Extracted data
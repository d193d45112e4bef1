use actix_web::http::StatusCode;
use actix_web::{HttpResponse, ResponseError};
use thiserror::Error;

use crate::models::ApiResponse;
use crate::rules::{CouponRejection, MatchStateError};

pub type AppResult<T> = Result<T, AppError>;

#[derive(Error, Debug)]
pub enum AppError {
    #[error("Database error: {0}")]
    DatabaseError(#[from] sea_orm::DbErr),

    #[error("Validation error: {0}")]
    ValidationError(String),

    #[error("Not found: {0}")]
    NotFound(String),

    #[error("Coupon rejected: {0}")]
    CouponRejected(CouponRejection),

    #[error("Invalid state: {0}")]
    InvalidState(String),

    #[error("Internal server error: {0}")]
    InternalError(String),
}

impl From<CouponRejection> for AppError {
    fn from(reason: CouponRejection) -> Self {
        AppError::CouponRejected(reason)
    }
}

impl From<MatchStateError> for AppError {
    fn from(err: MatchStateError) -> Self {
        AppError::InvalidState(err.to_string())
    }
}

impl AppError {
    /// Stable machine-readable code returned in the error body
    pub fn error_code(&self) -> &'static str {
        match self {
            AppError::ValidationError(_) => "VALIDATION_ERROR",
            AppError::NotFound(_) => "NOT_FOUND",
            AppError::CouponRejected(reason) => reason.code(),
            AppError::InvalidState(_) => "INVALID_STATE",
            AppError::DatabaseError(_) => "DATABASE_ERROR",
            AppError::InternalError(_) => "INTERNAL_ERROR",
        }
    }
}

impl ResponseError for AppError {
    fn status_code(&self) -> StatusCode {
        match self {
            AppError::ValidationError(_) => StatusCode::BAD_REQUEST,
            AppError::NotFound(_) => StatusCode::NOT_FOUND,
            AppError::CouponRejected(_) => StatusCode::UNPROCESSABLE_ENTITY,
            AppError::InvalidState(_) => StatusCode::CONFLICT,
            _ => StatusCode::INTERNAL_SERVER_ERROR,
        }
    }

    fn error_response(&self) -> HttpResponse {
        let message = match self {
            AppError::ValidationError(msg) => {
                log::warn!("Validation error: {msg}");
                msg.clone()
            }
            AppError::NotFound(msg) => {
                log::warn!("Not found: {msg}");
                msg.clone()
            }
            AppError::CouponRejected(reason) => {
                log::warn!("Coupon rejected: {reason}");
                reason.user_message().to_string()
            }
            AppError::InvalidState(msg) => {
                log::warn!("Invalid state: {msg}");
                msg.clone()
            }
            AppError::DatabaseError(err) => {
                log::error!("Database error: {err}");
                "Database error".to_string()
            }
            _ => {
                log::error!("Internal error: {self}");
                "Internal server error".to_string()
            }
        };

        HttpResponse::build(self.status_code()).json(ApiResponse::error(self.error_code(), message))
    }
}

Problem to work on
Search the data for "ApiResponse". Copy each line that has it.

Expected answer
use crate::models::ApiResponse;
        HttpResponse::build(self.status_code()).json(ApiResponse::error(self.error_code(), message))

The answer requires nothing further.